- Instructions for the task -
Set down the entries below exactly as written.
+--
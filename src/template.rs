//! Template tree copying with placeholder substitution.
//! Walks the bundled template directory and writes every entry into the mod
//! folder, replacing the placeholder tokens in file contents and in file and
//! directory names.

use log::debug;
use std::path::{Path, PathBuf};
use walkdir::WalkDir;

use crate::error::{Error, Result};

/// Token replaced with the short mod name. Appears bare in file and
/// directory names and wrapped in angle brackets inside file contents.
pub const SHORT_NAME_TOKEN: &str = "your_mod_name_here";

/// Token replaced with the full display name.
pub const DISPLAY_NAME_TOKEN: &str = "your_long_mod_name_here";

/// Replaces the angle-bracketed placeholder tokens inside file contents.
pub fn substitute_content(text: &str, short_name: &str, name: &str) -> String {
    text.replace(&format!("<{SHORT_NAME_TOKEN}>"), short_name)
        .replace(&format!("<{DISPLAY_NAME_TOKEN}>"), name)
}

/// Replaces the bare placeholder tokens in a file or directory name.
pub fn substitute_name(file_name: &str, short_name: &str, name: &str) -> String {
    file_name
        .replace(SHORT_NAME_TOKEN, short_name)
        .replace(DISPLAY_NAME_TOKEN, name)
}

fn substitute_path(relative: &Path, short_name: &str, name: &str) -> PathBuf {
    let mut result = PathBuf::new();
    for component in relative.components() {
        let part = component.as_os_str().to_string_lossy();
        result.push(substitute_name(&part, short_name, name));
    }
    result
}

/// Recursively copies the template tree into the destination, substituting
/// the placeholder tokens in every path component and in every file's
/// contents.
///
/// Files must be UTF-8 text; a non-text file aborts the copy. The first
/// error anywhere in the walk aborts the whole operation; files already
/// written are not rolled back.
pub fn copy_and_replace(
    source: &Path,
    destination: &Path,
    short_name: &str,
    name: &str,
) -> Result<()> {
    if !source.is_dir() {
        return Err(Error::TemplateError(format!(
            "template directory does not exist: {}",
            source.display()
        )));
    }

    for entry in WalkDir::new(source) {
        let entry = entry.map_err(|e| Error::TemplateError(e.to_string()))?;
        let relative = entry
            .path()
            .strip_prefix(source)
            .map_err(|e| Error::TemplateError(e.to_string()))?;
        let target = destination.join(substitute_path(relative, short_name, name));

        if entry.file_type().is_dir() {
            std::fs::create_dir_all(&target).map_err(Error::IoError)?;
        } else {
            debug!("Copying template file to {}", target.display());
            let content = std::fs::read_to_string(entry.path()).map_err(|e| {
                Error::TemplateError(format!(
                    "could not read {} as text: {e}",
                    entry.path().display()
                ))
            })?;
            if let Some(parent) = target.parent() {
                std::fs::create_dir_all(parent).map_err(Error::IoError)?;
            }
            std::fs::write(&target, substitute_content(&content, short_name, name))
                .map_err(Error::IoError)?;
        }
    }

    Ok(())
}
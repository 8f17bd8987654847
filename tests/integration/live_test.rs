//! Integration tests for live displays

use std::sync::Arc;

use super::helpers::{plain_console, shared, terminal_console};
use spangle::live::VerticalOverflow;
use spangle::{Live, Text};

#[test]
fn crop_keeps_region_within_console_height() {
    let (console, buffer) = terminal_console(10, 2);
    let mut live = Live::new(Text::new("a\nb\nc"), shared(console))
        .with_auto_refresh(false)
        .with_vertical_overflow(VerticalOverflow::Crop);
    live.start(true).unwrap();
    insta::assert_snapshot!(format!("{:?}", buffer.take()), @r#""\u{1b}[?25la\nb""#);
    live.stop().unwrap();
}

#[test]
fn log_lines_scroll_above_the_region() {
    let (console, buffer) = terminal_console(20, 10);
    let console = shared(console);
    let mut live = Live::new(Text::new("status"), Arc::clone(&console)).with_auto_refresh(false);
    live.start(true).unwrap();
    buffer.take();

    console.lock().unwrap().print_str("[bold]step 1[/]").unwrap();
    let output = buffer.take();
    assert!(output.starts_with("\r\x1b[2K"), "unexpected output: {:?}", output);
    assert!(output.ends_with("\x1b[1mstep 1\x1b[0m\nstatus"), "unexpected output: {:?}", output);

    live.stop().unwrap();
    assert!(buffer.contents().ends_with("status\n\x1b[?25h"));
}

#[test]
fn transient_display_leaves_nothing_in_a_file() {
    let (console, buffer) = plain_console(40);
    let mut live = Live::new(Text::new("working"), shared(console))
        .with_auto_refresh(false)
        .with_transient(true);
    live.start(true).unwrap();
    live.update(Text::new("done"), true).unwrap();
    live.stop().unwrap();
    assert_eq!(buffer.contents(), "");
}

#[test]
fn dropping_a_started_display_restores_the_cursor() {
    let (console, buffer) = terminal_console(20, 10);
    {
        let mut live = Live::new(Text::new("x"), shared(console)).with_auto_refresh(false);
        live.start(false).unwrap();
    }
    let output = buffer.contents();
    assert!(output.starts_with("\x1b[?25l"));
    assert!(output.ends_with("x\n\x1b[?25h"), "unexpected output: {:?}", output);
}
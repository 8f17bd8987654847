//! RGB triplets and blending.

use std::fmt;

/// The red, green and blue components of a color.
#[derive(Debug, Clone, Copy, PartialEq, Eq, Hash, Default)]
pub struct ColorTriplet {
    pub red: u8,
    pub green: u8,
    pub blue: u8,
}

impl ColorTriplet {
    pub const fn new(red: u8, green: u8, blue: u8) -> Self {
        Self { red, green, blue }
    }

    /// The triplet as six lowercase hex digits prefixed with `#`.
    pub fn hex(&self) -> String {
        format!("#{:02x}{:02x}{:02x}", self.red, self.green, self.blue)
    }

    /// The triplet in CSS `rgb(r,g,b)` form.
    pub fn rgb(&self) -> String {
        format!("rgb({},{},{})", self.red, self.green, self.blue)
    }

    /// Components scaled to `0.0..=1.0`.
    pub fn normalized(&self) -> (f64, f64, f64) {
        (
            f64::from(self.red) / 255.0,
            f64::from(self.green) / 255.0,
            f64::from(self.blue) / 255.0,
        )
    }
}

impl From<(u8, u8, u8)> for ColorTriplet {
    fn from((red, green, blue): (u8, u8, u8)) -> Self {
        Self::new(red, green, blue)
    }
}

impl fmt::Display for ColorTriplet {
    fn fmt(&self, f: &mut fmt::Formatter<'_>) -> fmt::Result {
        f.write_str(&self.hex())
    }
}

/// Blend `color1` toward `color2`.
///
/// A `cross_fade` of 0.0 returns `color1`, 1.0 returns `color2`. Values
/// outside that range are clamped.
pub fn blend_rgb(color1: ColorTriplet, color2: ColorTriplet, cross_fade: f64) -> ColorTriplet {
    let fade = cross_fade.clamp(0.0, 1.0);
    let mix = |a: u8, b: u8| {
        let a = f64::from(a);
        let b = f64::from(b);
        (a + (b - a) * fade) as u8
    };
    ColorTriplet::new(
        mix(color1.red, color2.red),
        mix(color1.green, color2.green),
        mix(color1.blue, color2.blue),
    )
}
+--
- Expected answer -
filename src/template.rs
//! Template tree copying with placeholder substitution.
//! Walks the bundled template directory and writes every entry into the mod
//! folder, replacing the placeholder tokens in file contents and in file and
//! directory names.

use log::debug;
use std::path::{Path, PathBuf};
use walkdir::WalkDir;

use crate::error::{Error, Result};

/// Token replaced with the short mod name. Appears bare in file and
/// directory names and wrapped in angle brackets inside file contents.
pub const SHORT_NAME_TOKEN: &str = "your_mod_name_here";

/// Token replaced with the full display name.
pub const DISPLAY_NAME_TOKEN: &str = "your_long_mod_name_here";

/// Replaces the angle-bracketed placeholder tokens inside file contents.
pub fn substitute_content(text: &str, short_name: &str, name: &str) -> String {
    text.replace(&format!("<{SHORT_NAME_TOKEN}>"), short_name)
        .replace(&format!("<{DISPLAY_NAME_TOKEN}>"), name)
}

/// Replaces the bare placeholder tokens in a file or directory name.
pub fn substitute_name(file_name: &str, short_name: &str, name: &str) -> String {
    file_name
        .replace(SHORT_NAME_TOKEN, short_name)
        .replace(DISPLAY_NAME_TOKEN, name)
}

fn substitute_path(relative: &Path, short_name: &str, name: &str) -> PathBuf {
    let mut result = PathBuf::new();
    for component in relative.components() {
        let part = component.as_os_str().to_string_lossy();
        result.push(substitute_name(&part, short_name, name));
    }
    result
}

/// Recursively copies the template tree into the destination, substituting
/// the placeholder tokens in every path component and in every file's
/// contents.
///
/// Files must be UTF-8 text; a non-text file aborts the copy. The first
/// error anywhere in the walk aborts the whole operation; files already
/// written are not rolled back.
pub fn copy_and_replace(
    source: &Path,
    destination: &Path,
    short_name: &str,
    name: &str,
) -> Result<()> {
    if !source.is_dir() {
        return Err(Error::TemplateError(format!(
            "template directory does not exist: {}",
            source.display()
        )));
    }

    for entry in WalkDir::new(source) {
        let entry = entry.map_err(|e| Error::TemplateError(e.to_string()))?;
        let relative = entry
            .path()
            .strip_prefix(source)
            .map_err(|e| Error::TemplateError(e.to_string()))?;
        let target = destination.join(substitute_path(relative, short_name, name));

        if entry.file_type().is_dir() {
            std::fs::create_dir_all(&target).map_err(Error::IoError)?;
        } else {
            debug!("Copying template file to {}", target.display());
            let content = std::fs::read_to_string(entry.path()).map_err(|e| {
                Error::TemplateError(format!(
                    "could not read {} as text: {e}",
                    entry.path().display()
                ))
            })?;
            if let Some(parent) = target.parent() {
                std::fs::create_dir_all(parent).map_err(Error::IoError)?;
            }
            std::fs::write(&target, substitute_content(&content, short_name, name))
                .map_err(Error::IoError)?;
        }
    }

    Ok(())
}
repository 8f17bd8987654847
filename tests/integration/live_test.rs
//! Integration tests for live displays

use std::sync::Arc;

use super::helpers::{plain_console, shared, terminal_console};
use spangle::live::VerticalOverflow;
use spangle::{Live, Text};

#[test]
fn crop_keeps_region_within_console_height() {
    let (console, buffer) = terminal_console(10, 2);
    let mut live = Live::new(Text::new("a\nb\nc"), shared(console))
        .with_auto_refresh(false)
        .with_vertical_overflow(VerticalOverflow::Crop);
    live.start(true).unwrap();
    insta::assert_snapshot!(format!("{:?}", buffer.take()), @r#""\u{1b}[?25la\nb""#);
    live.stop().unwrap();
}

#[test]
fn log_lines_scroll_above_the_region() {
    let (console, buffer) = terminal_console(20, 10);
    let console = shared(console);
    let mut live = Live::new(Text::new("status"), Arc::clone(&console)).with_auto_refresh(false);
    live.start(true).unwrap();
    buffer.take();

    console.lock().unwrap().print_str("[bold]step 1[/]").unwrap();
    let output = buffer.take();
    assert!(output.starts_with("\r\x1b[2K"), "unexpected output: {:?}", output);
    assert!(output.ends_with("\x1b[1mstep 1\x1b[0m\nstatus"), "unexpected output: {:?}", output);

    live.stop().unwrap();
    assert!(buffer.contents().ends_with("status\n\x1b[?25h"));
}

#[test]
fn transient_display_leaves_nothing_in_a_file() {
    let (console, buffer) = plain_console(40);
    let mut live = Live::new(Text::new("working"), shared(console))
        .with_auto_refresh(false)
        .with_transient(true);
    live.start(true).unwrap();
    live.update(Text::new("done"), true).unwrap();
    live.stop().unwrap();
    assert_eq!(buffer.contents(), "");
}

#[test]
fn dropping_a_started_display_restores_the_cursor() {
    let (console, buffer) = terminal_console(20, 10);
    {
        let mut live = Live::new(Text::new("x"), shared(console)).with_auto_refresh(false);
        live.start(false).unwrap();
    }
    let output = buffer.contents();
    assert!(output.starts_with("\x1b[?25l"));
    assert!(output.ends_with("x\n\x1b[?25h"), "unexpected output: {:?}", output);
}
repository 8f17bd8987654847
//! RGB triplets and blending.

use std::fmt;

/// The red, green and blue components of a color.
#[derive(Debug, Clone, Copy, PartialEq, Eq, Hash, Default)]
pub struct ColorTriplet {
    pub red: u8,
    pub green: u8,
    pub blue: u8,
}

impl ColorTriplet {
    pub const fn new(red: u8, green: u8, blue: u8) -> Self {
        Self { red, green, blue }
    }

    /// The triplet as six lowercase hex digits prefixed with `#`.
    pub fn hex(&self) -> String {
        format!("#{:02x}{:02x}{:02x}", self.red, self.green, self.blue)
    }

    /// The triplet in CSS `rgb(r,g,b)` form.
    pub fn rgb(&self) -> String {
        format!("rgb({},{},{})", self.red, self.green, self.blue)
    }

    /// Components scaled to `0.0..=1.0`.
    pub fn normalized(&self) -> (f64, f64, f64) {
        (
            f64::from(self.red) / 255.0,
            f64::from(self.green) / 255.0,
            f64::from(self.blue) / 255.0,
        )
    }
}

impl From<(u8, u8, u8)> for ColorTriplet {
    fn from((red, green, blue): (u8, u8, u8)) -> Self {
        Self::new(red, green, blue)
    }
}

impl fmt::Display for ColorTriplet {
    fn fmt(&self, f: &mut fmt::Formatter<'_>) -> fmt::Result {
        f.write_str(&self.hex())
    }
}

/// Blend `color1` toward `color2`.
///
/// A `cross_fade` of 0.0 returns `color1`, 1.0 returns `color2`. Values
/// outside that range are clamped.
pub fn blend_rgb(color1: ColorTriplet, color2: ColorTriplet, cross_fade: f64) -> ColorTriplet {
    let fade = cross_fade.clamp(0.0, 1.0);
    let mix = |a: u8, b: u8| {
        let a = f64::from(a);
        let b = f64::from(b);
        (a + (b - a) * fade) as u8
    };
    ColorTriplet::new(
        mix(color1.red, color2.red),
        mix(color1.green, color2.green),
        mix(color1.blue, color2.blue),
    )
}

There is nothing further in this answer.